With the intention of improving the quality of the restoration projects submitted to the Rio de Janeiro State Environmental Institute – Inea –, Resolution Inea Nº 143 was published on June 14, 2017 (Rio de Janeiro, 2017), establishing the State System for Monitoring and Evaluation of Forest Restoration (SEMAR). This resolution revoked Inea Resolution Nº 36/2011 (Rio de Janeiro, 2011), which established the term of reference (TR) for the elaboration of forest restoration projects (PRAD).

In this sense, this work brings together an unprecedented diagnosis of the situation of forest restoration projects in the state of Rio de Janeiro in light of the main normative instrument, Inea Resolution Nº 36/2011, presenting the minimum content to be contemplated by forest restoration projects. This resolution provided a blueprint to a precise diagnosis of the target area of the project, the adoption of methods compatible with the site, the indication of species being consonant with the physical, and the chemical and biological characteristics of the area, allowing a detailed description of the field operations and a timetable for the proposed goals.

The objective of this paper was to evaluate the level of adoption and adequacy of the projects in terms of Inea Resolution Nº 36/2011, with the overall aim to generate an analysis of the effectiveness and understanding of this regulation, based on the analysis of projects registered within the Forest Service Management – GESEF –, providing new information and perspectives on the management of forest restoration in the state of Rio de Janeiro.

2. MATERIAL AND METHODS

2.1. Study area

The state of Rio de Janeiro, located in the southeast of Brazil, is composed of 92 municipalities organized in eight administrative regions, covering an area of 43,696,054 km2. The highly diverse landscape consists of mountains and lowlands, headlands, lagoons, bays and tropical forests (IBGE, 2010).

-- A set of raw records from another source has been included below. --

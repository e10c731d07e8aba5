use std::sync::Arc;

use owo_colors::OwoColorize;
use url::form_urlencoded;

use super::{format_highlights, format_item_line};
use crate::config::Config;
use crate::controller::catalog::PageCatalog;
use crate::controller::url::UrlState;
use crate::controller::{
    ControllerDriver, ControllerSettings, MemoryHistory, MemorySectionMemory, UiEvent, builtin,
};
use crate::error::{LexError, Result};
use crate::remote::HttpSearchProvider;

pub struct BrowseOptions {
    pub page: String,
    pub section: Option<String>,
    pub filters: Vec<(String, String)>,
    pub query: String,
    pub pages: u32,
    pub json: bool,
}

/// Starting query string: `--query` overlaid with `--section` and `--filter`.
///
/// Unlike URL values, command-line filters are validated up front.
fn starting_query(catalog: &PageCatalog, options: &BrowseOptions) -> Result<String> {
    let url = UrlState::parse(&options.query);
    let section = match &options.section {
        Some(id) => catalog.require_section(id)?,
        None => match url
            .get(&catalog.discriminator)
            .and_then(|id| catalog.section(id))
        {
            Some(section) => section,
            None => catalog.default_section()?,
        },
    };
    for (key, value) in &options.filters {
        section.require_field(key)?.parse(value)?;
    }

    let overridden = |key: &str| {
        key == catalog.discriminator || options.filters.iter().any(|(k, _)| k == key)
    };

    let mut serializer = form_urlencoded::Serializer::new(String::new());
    serializer.append_pair(&catalog.discriminator, &section.id);
    for (key, value) in url.pairs().iter().filter(|(k, _)| !overridden(k)) {
        serializer.append_pair(key, value);
    }
    serializer.extend_pairs(options.filters.iter());
    Ok(serializer.finish())
}

/// Run the controller against the configured API and print what it shows
pub async fn cmd_browse(config: &Config, options: BrowseOptions) -> Result<()> {
    let catalog = builtin(&options.page)?;
    let query = starting_query(&catalog, &options)?;
    let provider = Arc::new(HttpSearchProvider::from_config(&config.api)?);

    let mut driver = ControllerDriver::mount(
        catalog,
        &query,
        ControllerSettings::from(&config.controller),
        provider,
        MemoryHistory::new(),
        MemorySectionMemory::new(),
    )?;
    driver.settle().await;

    for _ in 1..options.pages {
        let controller = driver.controller();
        if !controller.has_more() || controller.failure().is_some() {
            break;
        }
        driver.dispatch(UiEvent::LoadMoreRequested)?;
        driver.settle().await;
    }

    let snapshot = driver.snapshot();
    if let Some(failure) = driver.controller().failure()
        && snapshot.items.is_empty()
    {
        return Err(LexError::Fetch(failure.error.clone()));
    }

    if options.json {
        println!("{}", serde_json::to_string_pretty(&snapshot)?);
        return Ok(());
    }

    let section = driver.controller().section();
    let total = snapshot
        .total_count
        .map(|t| format!(" of {t}"))
        .unwrap_or_default();
    println!(
        "{} / {}: {} items{}",
        snapshot.page.bold(),
        section.label.bold(),
        snapshot.items.len(),
        total
    );
    if let Some(metadata) = &snapshot.metadata {
        let took = metadata
            .took_ms
            .map(|ms| format!(" in {ms}ms"))
            .unwrap_or_default();
        println!("{}", format!("search: {}{}", metadata.engine, took).dimmed());
    }
    if let Some(url) = driver.history().current() {
        println!("{}", format!("url: ?{url}").dimmed());
    }
    println!();

    for item in &snapshot.items {
        println!("{}", format_item_line(item));
        for line in format_highlights(item) {
            println!("{line}");
        }
    }

    if let Some(error) = &snapshot.error {
        eprintln!(
            "{} loading more failed ({}): {}",
            "warning:".yellow(),
            error.kind,
            error.message
        );
    } else if snapshot.has_more {
        println!("{}", "more results available (use --pages)".dimmed());
    }

    Ok(())
}

#[cfg(test)]
mod tests {
    use super::*;

    fn options(query: &str, section: Option<&str>, filters: &[(&str, &str)]) -> BrowseOptions {
        BrowseOptions {
            page: "judgments".to_string(),
            section: section.map(str::to_string),
            filters: filters
                .iter()
                .map(|(k, v)| (k.to_string(), v.to_string()))
                .collect(),
            query: query.to_string(),
            pages: 1,
            json: false,
        }
    }

    #[test]
    fn test_starting_query_overlays_flags() {
        let catalog = builtin("judgments").unwrap();
        let query = starting_query(
            &catalog,
            &options("court=supreme&search=old&ref=x", Some("high"), &[("search", "bail")]),
        )
        .unwrap();
        assert_eq!(query, "court=high&ref=x&search=bail");
    }

    #[test]
    fn test_starting_query_rejects_bad_filters() {
        let catalog = builtin("judgments").unwrap();
        let err = starting_query(&catalog, &options("", Some("district"), &[("judge", "x")]))
            .unwrap_err();
        assert!(matches!(err, LexError::UnknownField { .. }));

        let err = starting_query(&catalog, &options("", None, &[("year", "recent")])).unwrap_err();
        assert!(matches!(err, LexError::InvalidFilterValue { .. }));

        let err = starting_query(&catalog, &options("", Some("tribunal"), &[])).unwrap_err();
        assert!(matches!(err, LexError::UnknownSection { .. }));
    }
}
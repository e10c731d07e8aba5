//! Scroll-proximity detection for infinite scroll.

use std::time::{Duration, Instant};

/// What the view reports about its scroll position
#[derive(Debug, Clone, Copy, PartialEq)]
pub enum ScrollObservation {
    /// A sentinel element after the last item entered or left the viewport
    Sentinel { visible: bool },
    /// Raw geometry, in pixels
    Position {
        scroll_top: f64,
        viewport_height: f64,
        content_height: f64,
    },
}

/// Throttled end-of-list detection.
///
/// Evaluation is leading-edge with a trailing call: the first observation in
/// a throttle window is evaluated at once, later ones only update the latest
/// known state and schedule one evaluation at the end of the window. A change
/// of sentinel visibility is never throttled.
///
/// The latest state is remembered so the owner can re-check proximity after
/// a request that blocked a load-more has finished. Sentinel visibility holds
/// until the view reports otherwise; a position reading is dropped once a
/// load-more it triggered is issued or the list is replaced.
#[derive(Debug, Clone)]
pub struct InfiniteScrollTrigger {
    throttle: Duration,
    threshold_px: f64,
    last_evaluated: Option<Instant>,
    trailing: Option<Instant>,
    latest: Option<ScrollObservation>,
    active: bool,
}

impl InfiniteScrollTrigger {
    pub fn new(throttle: Duration, threshold_px: f64) -> Self {
        Self {
            throttle,
            threshold_px,
            last_evaluated: None,
            trailing: None,
            latest: None,
            active: true,
        }
    }

    /// Record an observation; true when it is evaluated now and the end of
    /// the list is near.
    pub fn observe(&mut self, observation: ScrollObservation, now: Instant) -> bool {
        if !self.active {
            return false;
        }
        let visibility_changed = match (observation, self.latest) {
            (
                ScrollObservation::Sentinel { visible },
                Some(ScrollObservation::Sentinel { visible: before }),
            ) => visible != before,
            (ScrollObservation::Sentinel { .. }, _) => true,
            _ => false,
        };
        self.latest = Some(observation);

        if !visibility_changed
            && let Some(last) = self.last_evaluated
            && now.saturating_duration_since(last) < self.throttle
        {
            self.trailing = Some(last + self.throttle);
            return false;
        }
        self.last_evaluated = Some(now);
        self.trailing = None;
        self.is_near_end()
    }

    /// When the trailing evaluation of a throttled window is due
    pub fn next_deadline(&self) -> Option<Instant> {
        self.trailing.filter(|_| self.active)
    }

    /// Run the trailing evaluation if it is due; true when the end is near
    pub fn fire_due(&mut self, now: Instant) -> bool {
        match self.trailing {
            Some(deadline) if self.active && deadline <= now => {
                self.trailing = None;
                self.last_evaluated = Some(now);
                self.is_near_end()
            }
            _ => false,
        }
    }

    /// Whether the latest known state puts the end of the list in reach
    pub fn is_near_end(&self) -> bool {
        if !self.active {
            return false;
        }
        match self.latest {
            Some(ScrollObservation::Sentinel { visible }) => visible,
            Some(ScrollObservation::Position {
                scroll_top,
                viewport_height,
                content_height,
            }) => content_height - (scroll_top + viewport_height) <= self.threshold_px,
            None => false,
        }
    }

    /// Drop a position reading once the list it measured changes
    pub fn forget_position(&mut self) {
        if matches!(self.latest, Some(ScrollObservation::Position { .. })) {
            self.latest = None;
        }
    }

    /// Stop observing for good (view teardown)
    pub fn stop(&mut self) {
        self.active = false;
        self.trailing = None;
    }

    pub fn is_active(&self) -> bool {
        self.active
    }
}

2.2. Data collection and analysis

The collection of data was limited to actions derived from commitments to recompose the legal reserve or environmental compensation on the Atlantic Forest context in Rio de Janeiro, under the light of Res. Inea Nº 36/2011. For this, a survey of 300 administrative processes was carried out in the Forest Service Management – GESEF / Inea. Of these, 65 processes presented projects of forest restoration (PRAD), motivated by mechanisms of environmental compensation linked to the licensing of economic activities and the approval of legal reserves (RL), granted by Inea between 2005 and 2014, and regulated by the Inea Resolution Nº 36 of July 8, 2011. Analysis of the periods prior to 2011 was carried out with the purpose of providing an assessment of the impact of the normative instrument in the pre- and post-resolution environment.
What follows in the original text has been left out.